Changement de régime à tout prix: les États-Unis d’Amérique envoient des navires de guerre au Venezuela pour « usage anti-drogue »

Source: Reuters
Image d’icône: Selon l’administration des Etats-Unis d’Amérique (EUA), le président vénézuélien Nicolas Maduro et certaines parties de son gouvernement sont des trafiquants de drogue. Maintenant, les États-Unis d’Amérique envoient des navires de guerre au large des côtes vénézuéliennes. Jusqu’à présent, le gouvernement des EUA n’a été en mesure de fournir aucune preuve à l’appui de sa demande.

Tout d’abord, Washington a mis une prime d’un million de dollars sur le président vénézuélien Maduro. L’accusation: Maduro est impliqué dans le trafic de drogue en Amérique du Sud. Maintenant, les États-Unis d’Amérique décollent massivement au large des côtes du Venezuela. Mais la Chine se cache en arrière-plan.

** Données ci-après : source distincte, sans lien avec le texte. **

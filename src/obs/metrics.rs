// self
use crate::obs::{HandshakeFlow, HandshakeOutcome};

/// Records a handshake outcome via the global metrics recorder (when enabled).
pub fn record_handshake_outcome(flow: HandshakeFlow, outcome: HandshakeOutcome) {
	#[cfg(feature = "metrics")]
	{
		metrics::counter!(
			"signin_relay_handshake_total",
			"flow" => flow.as_str(),
			"outcome" => outcome.as_str()
		)
		.increment(1);
	}

	#[cfg(not(feature = "metrics"))]
	{
		let _ = (flow, outcome);
	}
}
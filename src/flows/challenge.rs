//! Challenge Initiator: turns a pending 401 challenge into an authorization redirect.

// self
use crate::{
	_prelude::*,
	auth::Properties,
	flows::Relay,
	hook::RedirectContext,
	http::ExchangeHttpClient,
	obs::{self, HandshakeFlow, HandshakeOutcome},
	request::RequestSnapshot,
};

const STATUS_UNAUTHORIZED: u16 = 401;

impl<C> Relay<C>
where
	C: ?Sized + ExchangeHttpClient,
{
	/// Builds the authorization redirect for a pending authentication challenge.
	///
	/// Returns `Ok(None)` unless the outgoing response status is exactly 401 and a pending
	/// challenge is supplied; the host emits the returned location as an HTTP redirect. The
	/// challenge properties travel to the portal as a protected `state` parameter, with
	/// `redirect_uri` defaulted to the current request URL when the caller left it unset.
	/// The `redirect_uri` sent to the portal is always the configured callback URL, not the
	/// current path.
	pub fn apply_challenge(
		&self,
		request: &RequestSnapshot,
		response_status: u16,
		challenge: Option<Properties>,
	) -> Result<Option<Url>> {
		if response_status != STATUS_UNAUTHORIZED {
			return Ok(None);
		}

		let Some(mut properties) = challenge else {
			return Ok(None);
		};
		let _guard =
			obs::HandshakeSpan::new(HandshakeFlow::Challenge, "apply_challenge").entered();

		obs::record_handshake_outcome(HandshakeFlow::Challenge, HandshakeOutcome::Attempt);

		if properties.redirect_uri.is_none() {
			properties.redirect_uri = Some(request.current_url());
		}

		let state = self.state.protect(&properties)?;
		let mut location = self.options.authorization_endpoint.clone();

		location
			.query_pairs_mut()
			.append_pair("redirect_uri", &request.callback_url(&self.options.callback_path))
			.append_pair("state", &state);
		self.events.on_redirect(&RedirectContext { location: &location, properties: &properties })?;
		obs::record_handshake_outcome(HandshakeFlow::Challenge, HandshakeOutcome::Success);

		Ok(Some(location))
	}
}
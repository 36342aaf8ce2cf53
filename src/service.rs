//! `Service<T>` — the user-supplied capability — and the lifecycle contexts
//! passed to its `start`/`stop` callbacks.

use crate::error::{ContainerError, Result};
use std::sync::{Arc, Mutex};

// =============================================================================
// Service
// =============================================================================

/// A user-supplied capability with a start/stop lifecycle exposing a value
/// of type `T`. Opaque to the container: `start` and `stop` are called on
/// an executor thread, and `value` is read once the controller is `Up`.
pub trait Service<T>: Send + Sync {
    /// Start the service. Called with `state == Starting`.
    fn start(&self, ctx: &StartContext);

    /// Stop the service. Called with `state == Stopping`.
    fn stop(&self, ctx: &StopContext);

    /// The value this service exposes to dependents once `Up`.
    fn value(&self) -> T;
}

/// Adapt a pair of closures into a [`Service<T>`], for quick construction
/// without a dedicated type — the closure-adapter idiom the teacher uses
/// for `TransientFactory`'s bare `Fn() -> T`.
pub struct FnService<T, S, P>
where
    S: Fn(&StartContext) + Send + Sync,
    P: Fn(&StopContext) + Send + Sync,
{
    start: S,
    stop: P,
    make_value: Box<dyn Fn() -> T + Send + Sync>,
}

impl<T, S, P> FnService<T, S, P>
where
    S: Fn(&StartContext) + Send + Sync,
    P: Fn(&StopContext) + Send + Sync,
{
    pub fn new<F>(start: S, stop: P, make_value: F) -> Self
    where
        F: Fn() -> T + Send + Sync + 'static,
    {
        Self {
            start,
            stop,
            make_value: Box::new(make_value),
        }
    }
}

impl<T, S, P> Service<T> for FnService<T, S, P>
where
    S: Fn(&StartContext) + Send + Sync,
    P: Fn(&StopContext) + Send + Sync,
{
    fn start(&self, ctx: &StartContext) {
        (self.start)(ctx)
    }

    fn stop(&self, ctx: &StopContext) {
        (self.stop)(ctx)
    }

    fn value(&self) -> T {
        (self.make_value)()
    }
}

// =============================================================================
// Lifecycle context
// =============================================================================

#[derive(Debug, Clone, Copy, PartialEq, Eq)]
enum Phase {
    /// No call to `asynchronous()` yet; a synchronous return completes.
    Sync,
    /// `asynchronous()` was called; awaiting `complete()`/`failed()`.
    Async,
    /// Terminal: completed (successfully, for both start and stop).
    Completed,
    /// Terminal: failed (start only).
    Failed,
}

struct Inner {
    phase: Phase,
}

/// The outcome of an asynchronous lifecycle transition, delivered to the
/// controller via the settle callback registered through
/// [`LifecycleContextState::set_on_settle`].
pub(crate) enum SettleOutcome {
    Completed,
    Failed(Arc<dyn std::error::Error + Send + Sync>),
}

/// Shared state backing a [`StartContext`]/[`StopContext`] pair. Not part
/// of the public API; contexts are handed out by the controller.
pub(crate) struct LifecycleContextState {
    inner: Mutex<Inner>,
    allow_failed: bool,
    on_settle: Mutex<Option<Box<dyn FnOnce(SettleOutcome) + Send>>>,
}

impl LifecycleContextState {
    pub(crate) fn new(allow_failed: bool) -> Arc<Self> {
        Arc::new(Self {
            inner: Mutex::new(Inner { phase: Phase::Sync }),
            allow_failed,
            on_settle: Mutex::new(None),
        })
    }

    /// Register the callback the controller is notified through when a
    /// transition that was declared `asynchronous()` later settles. Must be
    /// called before handing the context to the service's callback.
    pub(crate) fn set_on_settle(&self, f: impl FnOnce(SettleOutcome) + Send + 'static) {
        *self.on_settle.lock().expect("settle slot poisoned") = Some(Box::new(f));
    }

    fn fire_settle(&self, outcome: SettleOutcome) {
        if let Some(cb) = self.on_settle.lock().expect("settle slot poisoned").take() {
            cb(outcome);
        }
    }

    /// Called once the callback (`start`/`stop`) has returned control to the
    /// controller. Returns `true` if the transition should complete
    /// synchronously (the callback never called `asynchronous()`).
    pub(crate) fn finished_synchronously(&self) -> bool {
        let inner = self.inner.lock().expect("lifecycle context lock poisoned");
        inner.phase == Phase::Sync
    }

    /// Whether the transition has reached a terminal outcome (used by the
    /// controller to know an async transition has resolved).
    pub(crate) fn is_terminal(&self) -> bool {
        let inner = self.inner.lock().expect("lifecycle context lock poisoned");
        matches!(inner.phase, Phase::Completed | Phase::Failed)
    }

    fn asynchronous(&self) -> Result<()> {
        let mut inner = self.inner.lock().expect("lifecycle context lock poisoned");
        match inner.phase {
            Phase::Sync => {
                inner.phase = Phase::Async;
                Ok(())
            }
            _ => Err(ContainerError::IllegalState(
                "asynchronous() may only be called once, before completion",
            )),
        }
    }

    fn complete(&self) -> Result<()> {
        let was_async = {
            let mut inner = self.inner.lock().expect("lifecycle context lock poisoned");
            match inner.phase {
                Phase::Sync | Phase::Async => {
                    let was_async = inner.phase == Phase::Async;
                    inner.phase = Phase::Completed;
                    was_async
                }
                Phase::Completed | Phase::Failed => {
                    return Err(ContainerError::IllegalState("context already completed"))
                }
            }
        };
        if was_async {
            self.fire_settle(SettleOutcome::Completed);
        }
        Ok(())
    }

    fn failed(&self) -> Result<()> {
        if !self.allow_failed {
            return Err(ContainerError::IllegalState("failed() is only valid on a start context"));
        }
        let mut inner = self.inner.lock().expect("lifecycle context lock poisoned");
        match inner.phase {
            Phase::Async => {
                inner.phase = Phase::Failed;
                Ok(())
            }
            Phase::Sync => Err(ContainerError::IllegalState(
                "failed() requires asynchronous() to have been called first",
            )),
            Phase::Completed | Phase::Failed => {
                Err(ContainerError::IllegalState("context already completed"))
            }
        }
    }
}

/// Passed to [`Service::start`]. Controls whether the `Starting -> Up`
/// transition completes synchronously or asynchronously.
pub struct StartContext {
    pub(crate) state: Arc<LifecycleContextState>,
}

impl StartContext {
    pub(crate) fn new() -> Self {
        Self {
            state: LifecycleContextState::new(true),
        }
    }

    /// Declare that the start will finish later. Must be called before the
    /// synchronous return from `start` in order to defer completion.
    pub fn asynchronous(&self) -> Result<()> {
        self.state.asynchronous()
    }

    /// Normal completion. Implicit on a synchronous return if
    /// `asynchronous()` was not invoked; otherwise must be called exactly
    /// once, and not together with `failed`.
    pub fn complete(&self) -> Result<()> {
        self.state.complete()
    }

    /// Report failure. Valid only after `asynchronous()`, and only once.
    pub fn failed(&self, reason: Arc<dyn std::error::Error + Send + Sync>) -> Result<()> {
        self.state.failed()?;
        self.state.fire_settle(SettleOutcome::Failed(reason));
        Ok(())
    }

    /// Register the callback the controller resumes through once an
    /// asynchronous start settles. Must be called before invoking the
    /// service's `start`.
    pub(crate) fn set_on_settle(&self, f: impl FnOnce(SettleOutcome) + Send + 'static) {
        self.state.set_on_settle(f);
    }

    pub(crate) fn finished_synchronously(&self) -> bool {
        self.state.finished_synchronously()
    }
}

/// Passed to [`Service::stop`]. Controls whether the `Stopping -> Down`
/// transition completes synchronously or asynchronously.
pub struct StopContext {
    pub(crate) state: Arc<LifecycleContextState>,
}

impl StopContext {
    pub(crate) fn new() -> Self {
        Self {
            state: LifecycleContextState::new(false),
        }
    }

    /// Declare that the stop will finish later.
    pub fn asynchronous(&self) -> Result<()> {
        self.state.asynchronous()
    }

    /// Normal completion.
    pub fn complete(&self) -> Result<()> {
        self.state.complete()
    }

    pub(crate) fn set_on_settle(&self, f: impl FnOnce(SettleOutcome) + Send + 'static) {
        self.state.set_on_settle(f);
    }

    pub(crate) fn finished_synchronously(&self) -> bool {
        self.state.finished_synchronously()
    }
}

#[cfg(test)]
mod tests {
    use super::*;

    #[test]
    fn synchronous_return_completes_implicitly() {
        let ctx = StartContext::new();
        assert!(ctx.state.finished_synchronously());
    }

    #[test]
    fn asynchronous_then_complete_is_terminal() {
        let ctx = StartContext::new();
        ctx.asynchronous().unwrap();
        assert!(!ctx.state.finished_synchronously());
        ctx.complete().unwrap();
        assert!(ctx.state.is_terminal());
    }

    #[test]
    fn double_complete_is_illegal_state() {
        let ctx = StartContext::new();
        ctx.asynchronous().unwrap();
        ctx.complete().unwrap();
        assert!(matches!(ctx.complete(), Err(ContainerError::IllegalState(_))));
    }

    #[test]
    fn failed_before_asynchronous_is_illegal_state() {
        let ctx = StartContext::new();
        let reason: Arc<dyn std::error::Error + Send + Sync> = Arc::new(crate::error::Reason::from("boom"));
        assert!(matches!(ctx.failed(reason), Err(ContainerError::IllegalState(_))));
    }

    #[test]
    fn failed_on_stop_context_is_rejected() {
        let ctx = StopContext::new();
        ctx.asynchronous().unwrap();
        assert!(!ctx.state.allow_failed);
    }
}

Mercredi, le président des EUA Donald Trump a annoncé que des navires de guerre de la marine états-uniens seraient déplacés sur la côte vénézuélienne. L’annonce a été faite à la Maison Blanche au début de la conférence de presse quotidienne, qui comprenait également les derniers chiffres sur la crise du virus corona, qui a frappé les États-Unis d’Amérique plus que tout autre pays du monde.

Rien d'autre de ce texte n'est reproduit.